Spreadsheet-RL:通过强化学习提升大语言模型智能体在真实电子表格任务上的表现
Spreadsheet-RL: Advancing Large Language Model Agents on Realistic Spreadsheet Tasks via Reinforcement Learning
May 21, 2026
作者: Banghao Chi, Yining Xie, Mingyuan Wu, Jingcheng Yang, Jize Jiang, Zhaoheng Li, Shengyi Qian, Minjia Zhang, Klara Nahrstedt, Rui Hou, Xiangjun Fan, Hanchao Yu
cs.AI
摘要
电子表格系统(如 Microsoft Excel、Google Sheets)在现代数据驱动工作流中扮演着核心角色。随着AI智能体在自动执行复杂任务(例如操控计算机、生成演示文稿)方面能力不断增强,构建基于AI的电子表格智能体已成为一个颇具前景的研究方向。目前大多数电子表格智能体依赖于对通用大语言模型进行专门提示设计;虽然这种设计在简单电子表格操作上具有潜力,但难以管理实际应用中常见的复杂多步骤工作流。
我们提出Spreadsheet-RL,一种基于强化学习(RL)的微调框架,旨在真实Microsoft Excel环境中训练专用电子表格智能体。Spreadsheet-RL具备自动化流程,可从在线论坛大规模收集配对的起始-目标电子表格,并包含金融、供应链管理等领域的专用评估任务——这些任务被整合至新的Domain-Spreadsheet基准数据集。此外,它还包括专为多轮强化学习设计的Spreadsheet Gym环境:该环境通过Python沙箱暴露丰富的Excel功能,并配备精炼控制框架,集成完整工具集及针对电子表格任务精心设计的工具路由规则。通过全面实验表明,Spreadsheet-RL显著提升了AI智能体在通用及领域专用电子表格任务上的性能:在SpreadsheetBench上,Qwen3-4B-Thinking-2507模型的Pass@1指标从12.0%提升至23.4%;在我们构建的Domain-Spreadsheet数据集上,Pass@1从8.4%提升至17.2%。这些结果凸显了Spreadsheet-RL在电子表格自动化中的泛化潜力与实用价值,也预示着其推动基于大语言模型的数据接口在日常工作中交互的广阔前景。
English
Spreadsheet systems (e.g., Microsoft Excel, Google Sheets) play a central role in modern data-centric workflows. As AI agents grow increasingly capable of automating complex tasks, such as controlling computers and generating presentations, building an AI-driven spreadsheet agent has emerged as a promising research direction. Most existing spreadsheet agents rely on specialized prompting over general-purpose LLMs; while this design has potentials on simple spreadsheet operations, it struggles to manage the complex, multi-step workflows typical of real-world applications.

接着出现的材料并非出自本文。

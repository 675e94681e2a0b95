//! Drag-to-create gate editor.
//!
//! Translates the host's pointer events (already in data coordinates) into
//! committed [`Region`] values. All state lives in this struct and mutates
//! synchronously inside the event calls; the host's event loop delivers
//! events serially and out-of-order anomalies are no-ops.

use std::mem;
use std::sync::Arc;

use log::debug;

use crate::error::Result;
use crate::gates::draft::Draft;
use crate::gates::region::{Region, RegionGeometry, RegionId};
use crate::gates::shapes::RenderShape;
use crate::gates::store::RegionCollection;
use crate::gates::styles::RegionStyle;

/// Which shape the next gesture will create, chosen by the host (e.g. via a
/// context menu) through [`GateEditor::arm`].
#[derive(Debug, Clone, Copy, PartialEq, Eq)]
pub enum Tool {
    Rectangle,
    Ellipse,
    Polygon,
    /// `chained = false`: exactly two clicks commit one segment.
    /// `chained = true`: every click after the first commits a segment and
    /// keeps chaining until explicitly finished.
    Line { chained: bool },
}

#[derive(Debug, Clone, Copy, PartialEq, Eq)]
pub enum Button {
    Left,
    Right,
}

/// Outbound notifications, returned from the event calls.
#[derive(Debug, Clone, PartialEq)]
pub enum EditorEvent {
    Committed(RegionId),
    SelectionChanged(Option<RegionId>),
    Removed(Region),
}

#[derive(Debug, Clone, Copy, PartialEq)]
pub struct EditorConfig {
    /// Both extents of a rubber-band draft must exceed this for the release
    /// to commit a region.
    pub min_commit_size: f32,
    /// Floor applied to the live draft's extents so an early drag never
    /// renders a degenerate shape.
    pub min_draft_size: f32,
    /// A polygon click within this manhattan distance of the first vertex
    /// closes the loop.
    pub close_distance: f32,
    /// Rectangular tolerance for click-select hit-testing.
    pub hit_tolerance: (f32, f32),
}

impl Default for EditorConfig {
    fn default() -> Self {
        Self {
            min_commit_size: 5.0,
            min_draft_size: 1.0,
            close_distance: 20.0,
            hit_tolerance: (5.0, 5.0),
        }
    }
}

enum DrawState {
    Idle,
    /// Rubber-band drag for a rectangle or ellipse.
    Dragging { anchor: (f32, f32), draft: Draft },
    /// Click-chain for a polygon, open until closed or cancelled.
    PolygonChain {
        vertices: Vec<(f32, f32)>,
        cursor: Option<(f32, f32)>,
    },
    /// Click-chain for line segments.
    LineChain {
        chained: bool,
        last: (f32, f32),
        cursor: Option<(f32, f32)>,
    },
}

pub struct GateEditor {
    config: EditorConfig,
    armed: Option<Tool>,
    state: DrawState,
    regions: RegionCollection,
    next_serial: u64,
}

impl Default for GateEditor {
    fn default() -> Self {
        Self::new(EditorConfig::default())
    }
}

impl GateEditor {
    pub fn new(config: EditorConfig) -> Self {
        Self {
            config,
            armed: None,
            state: DrawState::Idle,
            regions: RegionCollection::new(),
            next_serial: 0,
        }
    }

    pub fn config(&self) -> &EditorConfig {
        &self.config
    }

    pub fn regions(&self) -> &RegionCollection {
        &self.regions
    }

    pub fn regions_mut(&mut self) -> &mut RegionCollection {
        &mut self.regions
    }

    pub fn armed(&self) -> Option<Tool> {
        self.armed
    }

    /// Choose the shape the next gesture creates. Re-arming mid-gesture
    /// discards the active draft.
    pub fn arm(&mut self, tool: Tool) {
        self.abort_drawing();
        self.armed = Some(tool);
    }

    pub fn disarm(&mut self) {
        self.abort_drawing();
    }

    /// Discard any in-flight draft and return to idle, e.g. when the host
    /// loses pointer capture mid-gesture.
    pub fn abort_drawing(&mut self) {
        if !matches!(self.state, DrawState::Idle) {
            debug!("drawing aborted, draft discarded");
        }
        self.state = DrawState::Idle;
        self.armed = None;
    }

    pub fn is_drawing(&self) -> bool {
        !matches!(self.state, DrawState::Idle)
    }

    pub fn press(&mut self, point: (f32, f32), button: Button) -> Vec<EditorEvent> {
        let state = mem::replace(&mut self.state, DrawState::Idle);
        match state {
            DrawState::Idle => self.press_idle(point, button),
            DrawState::PolygonChain { vertices, cursor } => {
                self.polygon_click(vertices, cursor, point, button)
            }
            DrawState::LineChain {
                chained,
                last,
                cursor,
            } => self.line_click(chained, last, cursor, point, button),
            dragging @ DrawState::Dragging { .. } => {
                // A second press mid-drag is an anomaly; keep the drag.
                self.state = dragging;
                vec![]
            }
        }
    }

    pub fn pointer_move(&mut self, point: (f32, f32)) {
        match &mut self.state {
            DrawState::Idle => {}
            DrawState::Dragging { anchor, draft } => {
                let (origin, size) = rubber_band(*anchor, point, self.config.min_draft_size);
                match draft {
                    Draft::Rectangle { origin: o, size: s } | Draft::Ellipse { origin: o, size: s } => {
                        *o = origin;
                        *s = size;
                    }
                    _ => {}
                }
            }
            DrawState::PolygonChain { cursor, .. } | DrawState::LineChain { cursor, .. } => {
                *cursor = Some(point);
            }
        }
    }

    pub fn release(&mut self, point: (f32, f32), button: Button) -> Vec<EditorEvent> {
        if button != Button::Left {
            return vec![];
        }
        let state = mem::replace(&mut self.state, DrawState::Idle);
        match state {
            DrawState::Dragging { anchor, draft } => {
                let ellipse = matches!(draft, Draft::Ellipse { .. });
                self.armed = None;
                let (origin, size) = bounding_box(anchor, point);
                if size.0 > self.config.min_commit_size && size.1 > self.config.min_commit_size {
                    let geometry = if ellipse {
                        RegionGeometry::Ellipse { origin, size }
                    } else {
                        RegionGeometry::Rectangle { origin, size }
                    };
                    vec![self.commit(geometry)]
                } else {
                    debug!("draft below minimum size {size:?}, discarded");
                    vec![]
                }
            }
            // Release is only meaningful for rubber-band drags; put any
            // other state back. A release with no preceding press is a no-op.
            other => {
                self.state = other;
                vec![]
            }
        }
    }

    /// Explicit finish action: closes an open polygon (once >= 3 vertices
    /// exist) or ends a line chain. Equivalent to a right-click.
    pub fn finish(&mut self) -> Vec<EditorEvent> {
        let state = mem::replace(&mut self.state, DrawState::Idle);
        match state {
            DrawState::PolygonChain { vertices, cursor } => self.close_polygon(vertices, cursor),
            DrawState::LineChain { .. } => {
                self.armed = None;
                vec![]
            }
            other => {
                self.state = other;
                vec![]
            }
        }
    }

    /// Programmatic selection; pass `None` to clear.
    pub fn select(&mut self, id: Option<&RegionId>) -> Result<Vec<EditorEvent>> {
        let changed = self.regions.select(id)?;
        if changed {
            Ok(vec![EditorEvent::SelectionChanged(
                self.regions.selected_id().cloned(),
            )])
        } else {
            Ok(vec![])
        }
    }

    pub fn remove_region(&mut self, id: &RegionId) -> Vec<EditorEvent> {
        let was_selected = self.regions.selected_id() == Some(id);
        match self.regions.remove(id) {
            Some(region) => {
                let mut events = vec![EditorEvent::Removed(region)];
                if was_selected {
                    events.push(EditorEvent::SelectionChanged(None));
                }
                events
            }
            None => vec![],
        }
    }

    /// Shapes of the active draft only.
    pub fn draft_shapes(&self) -> Vec<RenderShape> {
        match &self.state {
            DrawState::Idle => vec![],
            DrawState::Dragging { draft, .. } => draft.shapes(),
            DrawState::PolygonChain { vertices, cursor } => Draft::Polygon {
                vertices: vertices.clone(),
                rubber: *cursor,
            }
            .shapes(),
            DrawState::LineChain { last, cursor, .. } => Draft::Line {
                last: *last,
                rubber: *cursor,
            }
            .shapes(),
        }
    }

    /// The full scene: every committed region followed by the draft.
    pub fn shapes(&self) -> Vec<RenderShape> {
        let mut shapes: Vec<RenderShape> = self
            .regions
            .iter()
            .flat_map(|region| region.shapes(None))
            .collect();
        shapes.extend(self.draft_shapes());
        shapes
    }

    fn press_idle(&mut self, point: (f32, f32), button: Button) -> Vec<EditorEvent> {
        if button != Button::Left {
            return vec![];
        }
        match self.armed {
            Some(tool @ (Tool::Rectangle | Tool::Ellipse)) => {
                let (origin, size) = rubber_band(point, point, self.config.min_draft_size);
                let draft = if tool == Tool::Ellipse {
                    Draft::Ellipse { origin, size }
                } else {
                    Draft::Rectangle { origin, size }
                };
                self.state = DrawState::Dragging {
                    anchor: point,
                    draft,
                };
                vec![]
            }
            Some(Tool::Polygon) => {
                self.state = DrawState::PolygonChain {
                    vertices: vec![point],
                    cursor: None,
                };
                vec![]
            }
            Some(Tool::Line { chained }) => {
                self.state = DrawState::LineChain {
                    chained,
                    last: point,
                    cursor: None,
                };
                vec![]
            }
            None => {
                // Unarmed click: selection.
                let hit = self.regions.hit_test(point, self.config.hit_tolerance);
                let changed = self.regions.select(hit.as_ref()).unwrap_or(false);
                if changed {
                    vec![EditorEvent::SelectionChanged(
                        self.regions.selected_id().cloned(),
                    )]
                } else {
                    vec![]
                }
            }
        }
    }

    fn polygon_click(
        &mut self,
        mut vertices: Vec<(f32, f32)>,
        cursor: Option<(f32, f32)>,
        point: (f32, f32),
        button: Button,
    ) -> Vec<EditorEvent> {
        if button == Button::Right {
            return self.close_polygon(vertices, cursor);
        }
        let first = vertices[0];
        let closing = vertices.len() >= 3
            && manhattan(point, first) < self.config.close_distance;
        if closing {
            return self.close_polygon(vertices, cursor);
        }
        vertices.push(point);
        self.state = DrawState::PolygonChain { vertices, cursor };
        vec![]
    }

    fn close_polygon(
        &mut self,
        vertices: Vec<(f32, f32)>,
        cursor: Option<(f32, f32)>,
    ) -> Vec<EditorEvent> {
        if vertices.len() < 3 {
            // Not enough vertices to close; stay in creation mode.
            self.state = DrawState::PolygonChain { vertices, cursor };
            return vec![];
        }
        self.armed = None;
        vec![self.commit(RegionGeometry::Polygon {
            vertices,
            closed: true,
        })]
    }

    fn line_click(
        &mut self,
        chained: bool,
        last: (f32, f32),
        cursor: Option<(f32, f32)>,
        point: (f32, f32),
        button: Button,
    ) -> Vec<EditorEvent> {
        if button == Button::Right {
            self.armed = None;
            return vec![];
        }
        let event = self.commit(RegionGeometry::LineSegment {
            points: vec![last, point],
        });
        if chained {
            self.state = DrawState::LineChain {
                chained,
                last: point,
                cursor,
            };
        } else {
            self.armed = None;
        }
        vec![event]
    }

    fn commit(&mut self, geometry: RegionGeometry) -> EditorEvent {
        let kind = geometry.kind();
        let id: RegionId = Arc::from(format!("gate-{}", self.next_serial));
        self.next_serial += 1;
        debug!("committed {kind:?} region {id}");
        self.regions
            .insert(Region::new(id.clone(), geometry, RegionStyle::for_kind(kind)));
        EditorEvent::Committed(id)
    }
}

/// Axis-aligned box between `anchor` and `cursor`, each extent floored at
/// `min_size` so the draft never degenerates mid-drag.
fn rubber_band(
    anchor: (f32, f32),
    cursor: (f32, f32),
    min_size: f32,
) -> ((f32, f32), (f32, f32)) {
    let origin = (anchor.0.min(cursor.0), anchor.1.min(cursor.1));
    let size = (
        (cursor.0 - anchor.0).abs().max(min_size),
        (cursor.1 - anchor.1).abs().max(min_size),
    );
    (origin, size)
}

fn bounding_box(anchor: (f32, f32), cursor: (f32, f32)) -> ((f32, f32), (f32, f32)) {
    let origin = (anchor.0.min(cursor.0), anchor.1.min(cursor.1));
    let size = ((cursor.0 - anchor.0).abs(), (cursor.1 - anchor.1).abs());
    (origin, size)
}

fn manhattan(a: (f32, f32), b: (f32, f32)) -> f32 {
    (a.0 - b.0).abs() + (a.1 - b.1).abs()
}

We introduce Spreadsheet-RL, a reinforcement learning (RL) fine-tuning framework designed to train specialized spreadsheet agents within a realistic Microsoft Excel environment. Spreadsheet-RL features an automated pipeline for scalable collection of paired start-goal spreadsheets from online forums, as well as domain-specific evaluation tasks in areas such as finance and supply chain management, which we compile into the new Domain-Spreadsheet benchmark dataset. It also includes a Spreadsheet Gym environment designed for multi-turn RL: Spreadsheet Gym exposes extensive Excel functionality through a Python sandbox, along with a refined harness that incorporates a comprehensive tool set and carefully designed tool-routing rules for spreadsheet tasks. Through comprehensive experiments, we show that Spreadsheet-RL substantially enhances AI agent's performance on both general and domain-specific spreadsheet tasks: it improves Qwen3-4B-Thinking-2507's Pass@1 on SpreadsheetBench from 12.0% to 23.4%, and raises Pass@1 from 8.4% to 17.2% on our curated Domain-Spreadsheet dataset. These results highlight Spreadsheet-RL's strong potential for generalization and real-world adoption in spreadsheet automation, and broadly, its promise for advancing LLM-based interactions with data interfaces in everyday work.